• _WORK REQUEST_
Gather all lines in the data that hold the string "None".

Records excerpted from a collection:

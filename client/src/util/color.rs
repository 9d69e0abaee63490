//! Decorative avatar colors.
//!
//! Purely cosmetic: the same id always maps to the same palette entry and
//! nothing is persisted.

#[cfg(test)]
#[path = "color_test.rs"]
mod color_test;

/// Fixed avatar palette, indexed by `id mod AVATAR_PALETTE.len()`.
pub const AVATAR_PALETTE: [&str; 8] = [
    "#25d366", "#128c7e", "#34b7f1", "#7e57c2", "#ef6c00", "#d81b60", "#00897b", "#5c6bc0",
];

/// Palette color for a user id. Negative ids wrap instead of panicking.
#[must_use]
pub fn avatar_color(id: i64) -> &'static str {
    #[allow(clippy::cast_possible_wrap, clippy::cast_possible_truncation, clippy::cast_sign_loss)]
    let index = id.rem_euclid(AVATAR_PALETTE.len() as i64) as usize;
    AVATAR_PALETTE[index]
}

/// Up to two uppercase initials for an avatar tile, `?` when the name is blank.
#[must_use]
pub fn initials(name: &str) -> String {
    let mut parts = name.split(|c: char| c.is_whitespace() || c == '_' || c == '.' || c == '-').filter(|p| !p.is_empty());
    let first = parts.next().and_then(|p| p.chars().next());
    let second = parts.next().and_then(|p| p.chars().next());
    match (first, second) {
        (Some(a), Some(b)) => format!("{}{}", a.to_uppercase(), b.to_uppercase()),
        (Some(a), None) => a.to_uppercase().to_string(),
        _ => "?".to_owned(),
    }
}
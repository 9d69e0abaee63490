mod config;
mod routes;
mod state;

use tracing_subscriber::EnvFilter;

#[tokio::main]
async fn main() {
    let _ = dotenvy::dotenv();
    tracing_subscriber::fmt()
        .with_env_filter(EnvFilter::try_from_default_env().unwrap_or_else(|_| EnvFilter::new("info,tower_http=info")))
        .init();

    let config = match config::ServerConfig::from_env() {
        Ok(config) => config,
        Err(e) => {
            tracing::error!(error = %e, "invalid configuration");
            std::process::exit(1);
        }
    };
    let port = config.port;
    tracing::info!(upstream = %config.api_base_url, timeouts = ?config.timeouts, "configuration loaded");

    let state = state::AppState::new(config).expect("upstream http client init failed");
    let app = routes::leptos_app(state).expect("leptos app init failed");
    let listener = tokio::net::TcpListener::bind(format!("0.0.0.0:{port}"))
        .await
        .expect("failed to bind");

    tracing::info!(%port, "admin console listening");
    axum::serve(listener, app).await.expect("server failed");
}
//! Server configuration parsed from environment variables.

#[cfg(test)]
#[path = "config_test.rs"]
mod config_test;

pub const DEFAULT_PORT: u16 = 3000;
pub const DEFAULT_API_TIMEOUT_SECS: u64 = 30;
pub const DEFAULT_API_CONNECT_TIMEOUT_SECS: u64 = 10;

#[derive(Debug, thiserror::Error)]
pub enum ConfigError {
    /// A required variable is unset or blank.
    #[error("missing required env var {var}")]
    Missing { var: &'static str },

    /// A variable is set but cannot be parsed.
    #[error("invalid value for {var}: {value:?}")]
    Invalid { var: &'static str, value: String },
}

#[derive(Debug, Clone, Copy, PartialEq, Eq)]
pub struct UpstreamTimeouts {
    pub request_secs: u64,
    pub connect_secs: u64,
}

#[derive(Debug, Clone, PartialEq, Eq)]
pub struct ServerConfig {
    pub port: u16,
    /// Base URL of the remote admin API, without trailing slash.
    pub api_base_url: String,
    pub timeouts: UpstreamTimeouts,
}

impl ServerConfig {
    /// Build typed server config from environment variables.
    ///
    /// Required:
    /// - `API_BASE_URL`: origin of the remote admin API (`/api/*` is forwarded there)
    ///
    /// Optional:
    /// - `PORT`: default 3000
    /// - `API_TIMEOUT_SECS`: default 30
    /// - `API_CONNECT_TIMEOUT_SECS`: default 10
    ///
    /// # Errors
    ///
    /// Returns an error when `API_BASE_URL` is missing or not an http(s) URL,
    /// or when `PORT` is not a valid port number.
    pub fn from_env() -> Result<Self, ConfigError> {
        Self::from_lookup(|key| std::env::var(key).ok())
    }

    /// Same as [`Self::from_env`], reading variables through `lookup`.
    ///
    /// # Errors
    ///
    /// See [`Self::from_env`].
    pub fn from_lookup<F>(lookup: F) -> Result<Self, ConfigError>
    where
        F: Fn(&str) -> Option<String>,
    {
        let port = match lookup("PORT") {
            Some(raw) => raw.trim().parse::<u16>().map_err(|_| ConfigError::Invalid { var: "PORT", value: raw })?,
            None => DEFAULT_PORT,
        };

        let api_base_url = lookup("API_BASE_URL")
            .filter(|v| !v.trim().is_empty())
            .ok_or(ConfigError::Missing { var: "API_BASE_URL" })?;
        let api_base_url = normalize_base_url(&api_base_url)
            .ok_or_else(|| ConfigError::Invalid { var: "API_BASE_URL", value: api_base_url.clone() })?;

        let parse_u64 = |key: &str, default: u64| {
            lookup(key)
                .and_then(|v| v.trim().parse::<u64>().ok())
                .unwrap_or(default)
        };
        let timeouts = UpstreamTimeouts {
            request_secs: parse_u64("API_TIMEOUT_SECS", DEFAULT_API_TIMEOUT_SECS),
            connect_secs: parse_u64("API_CONNECT_TIMEOUT_SECS", DEFAULT_API_CONNECT_TIMEOUT_SECS),
        };

        Ok(Self { port, api_base_url, timeouts })
    }
}

/// Trim whitespace and trailing slashes; only http(s) URLs are accepted.
fn normalize_base_url(raw: &str) -> Option<String> {
    let trimmed = raw.trim().trim_end_matches('/');
    let rest = trimmed
        .strip_prefix("http://")
        .or_else(|| trimmed.strip_prefix("https://"))?;
    if rest.is_empty() {
        return None;
    }
    Some(trimmed.to_owned())
}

• _WRITTEN RESPONSE_
        (Some(a), None) => a.to_uppercase().to_string(),
            None => DEFAULT_PORT,
        return None;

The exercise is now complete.